2 cucchiaini colmi di maizena
 
½ bicchiere di latte intero (o panna, ma io non ce l’avevo)
 
30 g di burro
 
1 pizzico di sale
 
 
 
 
 
Fondo della torta:
 
Ho messo la sfoglia in una teglia, arrotolando un bel bordo e colmandola di fagioli e l’ho fatta cuocere a 180° per 20 minuti. Poi ho tolto i fagioli e spolverato di zucchero il fondo e rimesso in forno per qualche minuto ancora, per renderla croccante.
 
 
 
Caramello al latte:
 
In un pentolino ho fatto sciogliere lo zucchero con l’acqua a fuoco lento, aggiungendo dopo la maizena. Poi fuori dal fuoco, ho aggiunto il latte e il burro e mescolato ancora per un po’, aggiungendo anche un bel pizzico di sale.
 
 
 
Mele:
 
Le ho lavate, sbucciate, tagliate a fettine e irrorate di succo di limone. Poi le ho passate in padella con il loro succo e qualche cucchiaio di zucchero di canna e 25 g di burro.

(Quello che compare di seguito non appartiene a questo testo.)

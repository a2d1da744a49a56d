//! A binary tree balanced by subtree *cardinality* rather than by payload ordering.
//!
//! Unlike a binary search tree, this tree stores no ordering among its payloads — it is a container shaped like a binary tree, kept approximately balanced by a simple weight heuristic: insertion fills a missing left child first, then a missing right child, and otherwise descends into whichever subtree currently holds fewer nodes (ties go right). There are no rotations and no height guarantee; the balance is purely the statistical effect of always growing the lighter side.
//!
//! Because payloads are unordered, lookup is a linear traversal. The caller picks one of the three classic visit orders (see [`SearchOrder`]); with duplicate values in the tree, the chosen order decides which node is found, and that choice is part of the contract.
//!
//! Removal is where the structure earns its keep: a removed node's slot is patched with one of its children, and when both children are present, the heavier child is spliced in while the lighter subtree is *dissolved* — its values are extracted leaf by leaf and re-inserted through the ordinary insertion heuristic, so no value is ever lost to a structural operation.
//!
//! # Example
//! ```rust
//! use ballast::{weighted_tree::WeightedTree, SearchOrder};
//!
//! // Create the tree. The only thing we need for that is the data payload for the root node. The
//! // turbofish there is needed to state that we are using the default storage method instead of
//! // asking the compiler to infer it, which would be impossible.
//! let mut tree = WeightedTree::<_>::with_root(43);
//!
//! // Grow the tree; insertion always fills the lighter side.
//! for i in 0..100 {
//!     tree.add(i);
//! }
//! assert_eq!(tree.len(), 101);
//!
//! // All three classic visit orders can be used to look a value up.
//! let node = tree.search(&97, SearchOrder::PostOrder).unwrap();
//! assert_eq!(node.value(), &97);
//!
//! // Removal preserves every other value, even when it has to dissolve a whole subtree.
//! for v in (0..=10).rev() {
//!     assert!(tree.remove(&v, SearchOrder::InOrder));
//! }
//! assert_eq!(tree.len(), 90);
//! ```
//!
//! [`SearchOrder`]: ../traversal/enum.SearchOrder.html " "

mod base;
mod node;
mod node_ref;
mod node_ref_mut;
#[cfg(test)]
mod tests;

pub use base::WeightedTree;
pub use node::Node;
pub use node_ref::NodeRef;
pub use node_ref_mut::NodeRefMut;

/// A weighted binary tree which uses a *sparse* `Vec` as backing storage.
///
/// The default `WeightedTree` type already uses this, so this is only provided for explicitness and consistency.
#[cfg(feature = "alloc")]
#[cfg_attr(feature = "doc_cfg", doc(cfg(feature = "alloc")))]
#[allow(unused_qualifications)]
pub type SparseVecWeightedTree<T> =
    WeightedTree<T, usize, crate::storage::SparseVec<Node<T, usize>>>;
use core::fmt::Debug;
use crate::storage::{Storage, DefaultStorage};
use super::{WeightedTree, Node, NodeRef};

/// A *mutable* reference to a node in a weighted binary tree.
///
/// Since this type does not point to the node directly, but rather the tree the node is in and the key of the node in the storage, it can be used to traverse the tree and modify it as a whole.
///
/// Structural mutation stays with the tree itself — [`WeightedTree::remove`] in particular has to be able to repoint the root handle, which an individual node reference cannot do. What a `NodeRefMut` adds over a [`NodeRef`] is mutable access to the pointee's value and the ability to [`add`] a value into the pointee's subtree.
///
/// [`WeightedTree::remove`]: struct.WeightedTree.html#method.remove " "
/// [`NodeRef`]: struct.NodeRef.html " "
/// [`add`]: #method.add " "
#[derive(Debug)]
pub struct NodeRefMut<'a, T, K, S = DefaultStorage<Node<T, K>>>
where
    S: Storage<Element = Node<T, K>, Key = K>,
    K: Clone + Debug + Eq,
{
    tree: &'a mut WeightedTree<T, K, S>,
    key: K,
}
impl<'a, T, K, S> NodeRefMut<'a, T, K, S>
where
    S: Storage<Element = Node<T, K>, Key = K>,
    K: Clone + Debug + Eq,
{
    /// Creates a new `NodeRefMut` pointing to the specified key in the storage, or `None` if it's not present.
    #[inline]
    pub fn new_raw(tree: &'a mut WeightedTree<T, K, S>, key: K) -> Option<Self> {
        if tree.storage.contains_key(&key) {
            Some(unsafe {
                // SAFETY: we just did a key check
                Self::new_raw_unchecked(tree, key)
            })
        } else {
            None
        }
    }
    /// Creates a new `NodeRefMut` pointing to the specified key in the storage without doing key checking.
    ///
    /// # Safety
    /// Causes *immediate* undefined behavior if the specified key is not present in the storage.
    #[inline(always)]
    pub unsafe fn new_raw_unchecked(tree: &'a mut WeightedTree<T, K, S>, key: K) -> Self {
        Self { tree, key }
    }
    /// Returns a reference to the raw storage key for the node.
    #[inline(always)]
    pub fn raw_key(&self) -> &K {
        &self.key
    }
    /// Consumes the reference and returns the underlying raw storage key for the node.
    #[inline(always)]
    pub fn into_raw_key(self) -> K {
        self.key
    }
    /// Returns a reference to the parent node of the pointee, or `None` if it's the root node.
    #[inline]
    pub fn parent(&self) -> Option<NodeRef<'_, T, K, S>> {
        self.node().parent.as_ref().map(|key| unsafe {
            // SAFETY: nodes can never have dangling parents
            NodeRef::new_raw_unchecked(self.tree, key.clone())
        })
    }
    /// Returns a *mutable* reference to the parent node of the pointee, or `None` if it's the root node.
    #[inline]
    pub fn parent_mut(&mut self) -> Option<NodeRefMut<'_, T, K, S>> {
        let key = self.node().parent.as_ref().cloned();
        key.map(move |key| unsafe {
            // SAFETY: as above
            NodeRefMut::new_raw_unchecked(self.tree, key)
        })
    }
    /// Returns `true` if the node is the root node, `false` otherwise.
    #[inline(always)]
    #[allow(clippy::missing_const_for_fn)] // const_option is not stable
    pub fn is_root(&self) -> bool {
        self.node().parent.is_none()
    }
    /// Returns `true` if the node is a *leaf*, i.e. does not have child nodes; `false` otherwise.
    #[inline]
    pub fn is_leaf(&self) -> bool {
        let node = self.node();
        node.left.is_none() && node.right.is_none()
    }
    /// Returns `true` if the node is a *branch*, i.e. has one or two child nodes; `false` otherwise.
    #[inline]
    pub fn is_branch(&self) -> bool {
        !self.is_leaf()
    }
    /// Returns `true` if the node is a *full branch*, i.e. has exactly two child nodes; `false` otherwise.
    #[inline]
    pub fn is_full_branch(&self) -> bool {
        let node = self.node();
        node.left.is_some() && node.right.is_some()
    }
    /// Returns a reference to the value stored in the node.
    #[inline(always)]
    pub fn value(&self) -> &T {
        &self.node().value
    }
    /// Returns a *mutable* reference to the value stored in the node.
    #[inline(always)]
    pub fn value_mut(&mut self) -> &mut T {
        &mut self.node_mut().value
    }
    /// Returns a reference to the left child, or `None` if the node has no left child.
    #[inline]
    pub fn left_child(&self) -> Option<NodeRef<'_, T, K, S>> {
        self.node().left.as_ref().map(|key| unsafe {
            // SAFETY: child keys are guaranteed to be valid for as long as the parent owns them
            NodeRef::new_raw_unchecked(self.tree, key.clone())
        })
    }
    /// Returns a *mutable* reference to the left child, or `None` if the node has no left child.
    #[inline]
    pub fn left_child_mut(&mut self) -> Option<NodeRefMut<'_, T, K, S>> {
        let key = self.node().left.as_ref().cloned();
        key.map(move |key| unsafe {
            // SAFETY: as above
            NodeRefMut::new_raw_unchecked(self.tree, key)
        })
    }
    /// Returns a reference to the right child, or `None` if the node has no right child.
    #[inline]
    pub fn right_child(&self) -> Option<NodeRef<'_, T, K, S>> {
        self.node().right.as_ref().map(|key| unsafe {
            // SAFETY: as above
            NodeRef::new_raw_unchecked(self.tree, key.clone())
        })
    }
    /// Returns a *mutable* reference to the right child, or `None` if the node has no right child.
    #[inline]
    pub fn right_child_mut(&mut self) -> Option<NodeRefMut<'_, T, K, S>> {
        let key = self.node().right.as_ref().cloned();
        key.map(move |key| unsafe {
            // SAFETY: as above
            NodeRefMut::new_raw_unchecked(self.tree, key)
        })
    }
    /// Returns the number of nodes in the subtree rooted at the pointee, the pointee included.
    #[inline(always)]
    pub fn size(&self) -> usize {
        self.tree.subtree_size(&self.key)
    }
    /// Inserts a value into the subtree rooted at the pointee, following the ordinary weight heuristic of [`WeightedTree::add`], and returns the key of the newly created node.
    ///
    /// [`WeightedTree::add`]: struct.WeightedTree.html#method.add " "
    #[inline]
    pub fn add(&mut self, value: T) -> K {
        let at = self.key.clone();
        self.tree.add_below(at, value)
    }

    #[inline(always)]
    fn node(&self) -> &Node<T, K> {
        unsafe {
            // SAFETY: all existing NodeRefMuts are guaranteed to not be dangling
            self.tree.storage.get_unchecked(&self.key)
        }
    }
    #[inline(always)]
    fn node_mut(&mut self) -> &mut Node<T, K> {
        unsafe {
            // SAFETY: as above
            self.tree.storage.get_unchecked_mut(&self.key)
        }
    }
}
impl<'a, T, K, S> From<NodeRefMut<'a, T, K, S>> for NodeRef<'a, T, K, S>
where
    S: Storage<Element = Node<T, K>, Key = K>,
    K: Clone + Debug + Eq,
{
    #[inline]
    fn from(op: NodeRefMut<'a, T, K, S>) -> Self {
        unsafe {
            // SAFETY: the mutable reference was known to not be dangling
            NodeRef::new_raw_unchecked(op.tree, op.key)
        }
    }
}
//! Everything related to traversing the tree.
//!
//! The module is home to the following items:
//! - [`SearchOrder`] — the *closed set of visit orders* used by searches, removal and value iteration
//! - [`ValuesIter`] — a lazy iterator over the values of a subtree in any of those orders
//!
//! The visit orders are deliberately a plain `enum` rather than a trait: there are exactly three of them, they are all known to the crate, and callers select one by value. Dynamic dispatch would buy nothing here.
//!
//! [`SearchOrder`]: enum.SearchOrder.html " "
//! [`ValuesIter`]: struct.ValuesIter.html " "

#[cfg(feature = "alloc")]
use core::{fmt::Debug, iter::FusedIterator};
#[cfg(feature = "alloc")]
use crate::storage::{Storage, DefaultStorage};
#[cfg(feature = "alloc")]
use crate::weighted_tree::{Node, WeightedTree};

/// The order in which the nodes of a subtree are visited by searches and iteration.
///
/// The tree carries no ordering among its payloads, so all three orders visit every node in the worst case; what the choice controls is *which* node is reported first when several hold equal values, and the sequence produced by [`ValuesIter`].
///
/// [`ValuesIter`]: struct.ValuesIter.html " "
#[derive(Copy, Clone, Debug, PartialEq, Eq, Hash)]
pub enum SearchOrder {
    /// Visit the left subtree, then the node itself, then the right subtree.
    InOrder,
    /// Visit the node itself, then the left subtree, then the right subtree.
    PreOrder,
    /// Visit the left subtree, then the right subtree, then the node itself.
    PostOrder,
}

/// How far a node on the iteration stack has been processed.
#[cfg(feature = "alloc")]
#[derive(Copy, Clone, Debug, PartialEq, Eq)]
enum VisitStage {
    /// Neither subtree has been descended into yet.
    Fresh,
    /// The left subtree has been fully visited.
    LeftDone,
    /// Both subtrees have been fully visited.
    RightDone,
}

/// A lazy iterator over the values of a subtree, visited in a fixed [`SearchOrder`].
///
/// Created by the `values` methods on [`WeightedTree`] and `NodeRef`. The in-order sequence carries **no sortedness promise** — the tree is weight-balanced, not value-ordered.
///
/// [`SearchOrder`]: enum.SearchOrder.html " "
/// [`WeightedTree`]: ../weighted_tree/struct.WeightedTree.html " "
#[cfg(feature = "alloc")]
#[cfg_attr(feature = "doc_cfg", doc(cfg(feature = "alloc")))]
#[derive(Debug)]
pub struct ValuesIter<'a, T, K, S = DefaultStorage<Node<T, K>>>
where
    S: Storage<Element = Node<T, K>, Key = K>,
    K: Clone + Debug + Eq,
{
    tree: &'a WeightedTree<T, K, S>,
    stack: alloc::vec::Vec<(K, VisitStage)>,
    order: SearchOrder,
}
#[cfg(feature = "alloc")]
impl<'a, T, K, S> ValuesIter<'a, T, K, S>
where
    S: Storage<Element = Node<T, K>, Key = K>,
    K: Clone + Debug + Eq,
{
    pub(crate) fn new(tree: &'a WeightedTree<T, K, S>, start: Option<K>, order: SearchOrder) -> Self {
        let mut stack = alloc::vec::Vec::new();
        if let Some(start) = start {
            stack.push((start, VisitStage::Fresh));
        }
        Self { tree, stack, order }
    }
}
#[cfg(feature = "alloc")]
impl<'a, T, K, S> Iterator for ValuesIter<'a, T, K, S>
where
    S: Storage<Element = Node<T, K>, Key = K>,
    K: Clone + Debug + Eq,
{
    type Item = &'a T;

    fn next(&mut self) -> Option<&'a T> {
        let tree = self.tree;
        loop {
            let (key, stage) = self.stack.pop()?;
            let node = unsafe {
                // SAFETY: the stack only ever holds keys of live nodes, and the shared borrow of
                // the tree prevents any removal for as long as the iterator exists
                tree.storage.get_unchecked(&key)
            };
            match stage {
                VisitStage::Fresh => {
                    self.stack.push((key, VisitStage::LeftDone));
                    if let Some(left) = node.left.clone() {
                        self.stack.push((left, VisitStage::Fresh));
                    }
                    if self.order == SearchOrder::PreOrder {
                        return Some(&node.value);
                    }
                }
                VisitStage::LeftDone => {
                    self.stack.push((key, VisitStage::RightDone));
                    if let Some(right) = node.right.clone() {
                        self.stack.push((right, VisitStage::Fresh));
                    }
                    if self.order == SearchOrder::InOrder {
                        return Some(&node.value);
                    }
                }
                VisitStage::RightDone => {
                    if self.order == SearchOrder::PostOrder {
                        return Some(&node.value);
                    }
                }
            }
        }
    }
}
#[cfg(feature = "alloc")]
impl<T, K, S> FusedIterator for ValuesIter<'_, T, K, S>
where
    S: Storage<Element = Node<T, K>, Key = K>,
    K: Clone + Debug + Eq,
{}
#[cfg(feature = "alloc")]
impl<T, K, S> Clone for ValuesIter<'_, T, K, S>
where
    S: Storage<Element = Node<T, K>, Key = K>,
    K: Clone + Debug + Eq,
{
    #[inline]
    fn clone(&self) -> Self {
        Self {
            tree: self.tree,
            stack: self.stack.clone(),
            order: self.order,
        }
    }
}
impl<T, K, S> WeightedTree<T, K, S>
where
    S: Storage<Element = Node<T, K>, Key = K>,
    K: Clone + Debug + Eq,
{
    /// Creates an empty tree.
    ///
    /// # Example
    /// ```rust
    /// # use ballast::WeightedTree;
    /// let mut tree = WeightedTree::<u32>::new();
    /// assert!(tree.is_empty());
    /// tree.add(7);
    /// assert_eq!(tree.len(), 1);
    /// ```
    #[inline(always)]
    pub fn new() -> Self {
        Self {
            storage: S::new(),
            root: None,
        }
    }
    /// Creates a tree of a single node holding the specified value.
    #[inline]
    pub fn with_root(value: T) -> Self {
        let mut storage = S::new();
        let root = storage.add(unsafe {
            // SAFETY: the storage is empty, so there is no other root node
            Node::root(value)
        });
        Self {
            storage,
            root: Some(root),
        }
    }
    /// Creates an empty tree with the specified storage capacity preallocated.
    #[inline(always)]
    pub fn with_capacity(capacity: usize) -> Self {
        Self {
            storage: S::with_capacity(capacity),
            root: None,
        }
    }

    /// Returns a reference to the root node of the tree, or `None` if the tree is empty.
    #[inline]
    pub fn root(&self) -> Option<NodeRef<'_, T, K, S>> {
        let key = self.root.clone()?;
        Some(unsafe {
            // SAFETY: the root handle always points at a live node
            NodeRef::new_raw_unchecked(self, key)
        })
    }
    /// Returns a *mutable* reference to the root node of the tree, or `None` if the tree is empty.
    #[inline]
    pub fn root_mut(&mut self) -> Option<NodeRefMut<'_, T, K, S>> {
        let key = self.root.clone()?;
        Some(unsafe {
            // SAFETY: as above
            NodeRefMut::new_raw_unchecked(self, key)
        })
    }

    /// Returns the number of values in the tree.
    ///
    /// This is counted anew from the node links on every call and therefore takes O(n) time, matching the definition the balancing heuristic works with; the tree deliberately stores no cached size.
    #[inline]
    pub fn len(&self) -> usize {
        match &self.root {
            Some(root) => self.subtree_size(root),
            None => 0,
        }
    }
    /// Returns `true` if the tree holds no values, `false` otherwise.
    #[inline(always)]
    pub fn is_empty(&self) -> bool {
        self.root.is_none()
    }

    /// Inserts a value into the tree.
    ///
    /// If the tree is empty, the value becomes the root node. Otherwise the new node is attached below the root by the weight heuristic: at each node, a missing left child is filled first, then a missing right child; if both children are present, insertion descends into the left one strictly when it is the lighter of the two, and into the right one otherwise (ties go right). The key of the newly created node is returned.
    ///
    /// # Example
    /// ```rust
    /// # use ballast::WeightedTree;
    /// let mut tree = WeightedTree::<&str>::with_root("root");
    /// tree.add("left");
    /// tree.add("right");
    /// let root = tree.root().unwrap();
    /// assert_eq!(root.left_child().unwrap().value(), &"left");
    /// assert_eq!(root.right_child().unwrap().value(), &"right");
    /// ```
    pub fn add(&mut self, value: T) -> K {
        match self.root.clone() {
            Some(root) => self.add_below(root, value),
            None => {
                let key = self.storage.add(unsafe {
                    // SAFETY: the tree is empty, so there is no other root node
                    Node::root(value)
                });
                log::trace!("the tree was empty, the new node {:?} became the root", key);
                self.root = Some(key.clone());
                key
            }
        }
    }
    /// Inserts a value somewhere below the specified node, following the weight heuristic described on [`add`].
    ///
    /// [`add`]: #method.add " "
    pub(crate) fn add_below(&mut self, at: K, value: T) -> K {
        let mut at = at;
        loop {
            let (left, right) = {
                let node = unsafe {
                    // SAFETY: only live keys are ever descended into
                    self.storage.get_unchecked(&at)
                };
                (node.left.clone(), node.right.clone())
            };
            match (left, right) {
                (None, _) => {
                    let new = self.storage.add(unsafe {
                        // SAFETY: the parent is immediately made to adopt the new node
                        Node::leaf(value, at.clone())
                    });
                    unsafe {
                        // SAFETY: `at` is a live key
                        self.storage.get_unchecked_mut(&at)
                    }
                    .left = Some(new.clone());
                    log::trace!("attached {:?} as the left child of {:?}", new, at);
                    break new;
                }
                (Some(..), None) => {
                    let new = self.storage.add(unsafe {
                        // SAFETY: as above
                        Node::leaf(value, at.clone())
                    });
                    unsafe {
                        // SAFETY: as above
                        self.storage.get_unchecked_mut(&at)
                    }
                    .right = Some(new.clone());
                    log::trace!("attached {:?} as the right child of {:?}", new, at);
                    break new;
                }
                (Some(left), Some(right)) => {
                    at = if self.subtree_size(&left) < self.subtree_size(&right) {
                        left
                    } else {
                        right
                    };
                }
            }
        }
    }

    /// Returns the number of nodes in the subtree rooted at the specified key, that node included.
    pub(crate) fn subtree_size(&self, key: &K) -> usize {
        let node = unsafe {
            // SAFETY: only live keys are ever passed here
            self.storage.get_unchecked(key)
        };
        let left = node.left.as_ref().map_or(0, |key| self.subtree_size(key));
        let right = node.right.as_ref().map_or(0, |key| self.subtree_size(key));
        1 + left + right
    }

    /// Returns the key of the root of the tree containing the specified node, by walking the parent links upward until a node without one is found.
    pub(crate) fn root_key_from(&self, start: &K) -> K {
        let mut current = start.clone();
        loop {
            let parent = unsafe {
                // SAFETY: parent links always point at live nodes
                self.storage.get_unchecked(&current)
            }
            .parent
            .clone();
            match parent {
                Some(parent) => current = parent,
                None => break current,
            }
        }
    }

    /// Detaches some leaf of the subtree rooted at `from` and returns its key.
    ///
    /// The walk descends into the left child where one exists and into the right child otherwise, so it always terminates at a leaf. The leaf's parent drops its link to it and the leaf's own parent link is cleared; the node itself stays in the storage, to be consumed by the caller.
    pub(crate) fn extract_leaf(&mut self, from: K) -> K {
        let mut at = from;
        loop {
            let node = unsafe {
                // SAFETY: only live keys are ever descended into
                self.storage.get_unchecked(&at)
            };
            if let Some(left) = node.left.clone() {
                at = left;
            } else if let Some(right) = node.right.clone() {
                at = right;
            } else {
                break;
            }
        }
        let parent = unsafe {
            // SAFETY: `at` is a live key
            self.storage.get_unchecked_mut(&at)
        }
        .parent
        .take();
        if let Some(parent) = parent {
            self.unlink_child(&parent, &at);
        }
        at
    }

    /// Dissolves the detached subtree rooted at `subtree`, re-inserting every value it holds below `into` one at a time.
    ///
    /// Each round extracts a leaf, removes it from the storage and feeds its value back through the ordinary insertion heuristic, so no structural relationship of the dissolved subtree survives. The subtree root itself is extracted last.
    pub(crate) fn merge_subtree(&mut self, into: K, subtree: K) {
        log::debug!("dissolving the subtree at {:?} into the tree rooted at {:?}", subtree, into);
        loop {
            let leaf = self.extract_leaf(subtree.clone());
            let exhausted = leaf == subtree;
            let node = self.storage.remove(&leaf);
            self.add_below(into.clone(), node.value);
            if exhausted {
                break;
            }
        }
    }

    /// Clears the parent's child link pointing at the specified node.
    fn unlink_child(&mut self, parent: &K, child: &K) {
        let parent_node = unsafe {
            // SAFETY: only live keys are ever passed here
            self.storage.get_unchecked_mut(parent)
        };
        if parent_node.left.as_ref() == Some(child) {
            parent_node.left = None;
        } else if parent_node.right.as_ref() == Some(child) {
            parent_node.right = None;
        } else {
            unsafe {
                // SAFETY: mutual parent/child consistency is an invariant of the tree
                unreachable_debugchecked("parent node does not own the node being unlinked")
            }
        }
    }
    /// Replaces the parent's child link pointing at `old` with `new`, and points `new`'s parent link at the parent.
    fn splice(&mut self, parent: &K, old: &K, new: K) {
        {
            let parent_node = unsafe {
                // SAFETY: only live keys are ever passed here
                self.storage.get_unchecked_mut(parent)
            };
            if parent_node.left.as_ref() == Some(old) {
                parent_node.left = Some(new.clone());
            } else if parent_node.right.as_ref() == Some(old) {
                parent_node.right = Some(new.clone());
            } else {
                unsafe {
                    // SAFETY: as in unlink_child
                    unreachable_debugchecked("parent node does not own the node being spliced out")
                }
            }
        }
        unsafe {
            // SAFETY: `new` is a live key
            self.storage.get_unchecked_mut(&new)
        }
        .parent = Some(parent.clone());
    }
    /// Orders two sibling keys by the weight of their subtrees, heavier first. Equal weights rank the right child as the heavier one, matching the insertion tie rule.
    fn rank_children(&self, left: K, right: K) -> (K, K) {
        if self.subtree_size(&left) > self.subtree_size(&right) {
            (left, right)
        } else {
            (right, left)
        }
    }

    /// Returns a lazy iterator over the values of the tree, visited in the specified order.
    ///
    /// # Example
    /// ```rust
    /// # use ballast::{WeightedTree, SearchOrder};
    /// let mut tree = WeightedTree::<u32>::with_root(1);
    /// tree.add(2);
    /// tree.add(3);
    /// let values = tree.values(SearchOrder::InOrder).copied().collect::<Vec<_>>();
    /// assert_eq!(values, [2, 1, 3]);
    /// ```
    #[cfg(feature = "alloc")]
    #[cfg_attr(feature = "doc_cfg", doc(cfg(feature = "alloc")))]
    #[inline]
    pub fn values(&self, order: SearchOrder) -> ValuesIter<'_, T, K, S> {
        ValuesIter::new(self, self.root.clone(), order)
    }

    /// Returns the amount of nodes the tree can hold without requiring a memory allocation.
    #[inline(always)]
    pub fn capacity(&self) -> usize {
        self.storage.capacity()
    }
    /// Reserves capacity for at least `additional` more nodes to be inserted in the tree's storage.
    #[inline(always)]
    pub fn reserve(&mut self, additional: usize) {
        self.storage.reserve(additional)
    }
    /// Shrinks the capacity of the tree's storage as much as possible.
    #[inline(always)]
    pub fn shrink_to_fit(&mut self) {
        self.storage.shrink_to_fit()
    }
}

Quando le mele avevano perso un po’ del loro succo, le ho messe nel fondo della torta, prima preparato e ho irrorato con un po’ di caramello al latte.
 
Ho rimesso in forno il tutto per ancora 1o minuti e infine fatto caramellare per qualche minuto sotto il grill.
 
 
 
Per servire, versare nel piattino qualche cucchiaiata di caramello al latte, tiepido, con sopra la fetta di torta e (se li avete) qualche confetto sbriciolato (io ci ho messo pezzettini di mandorla e di cioccolato).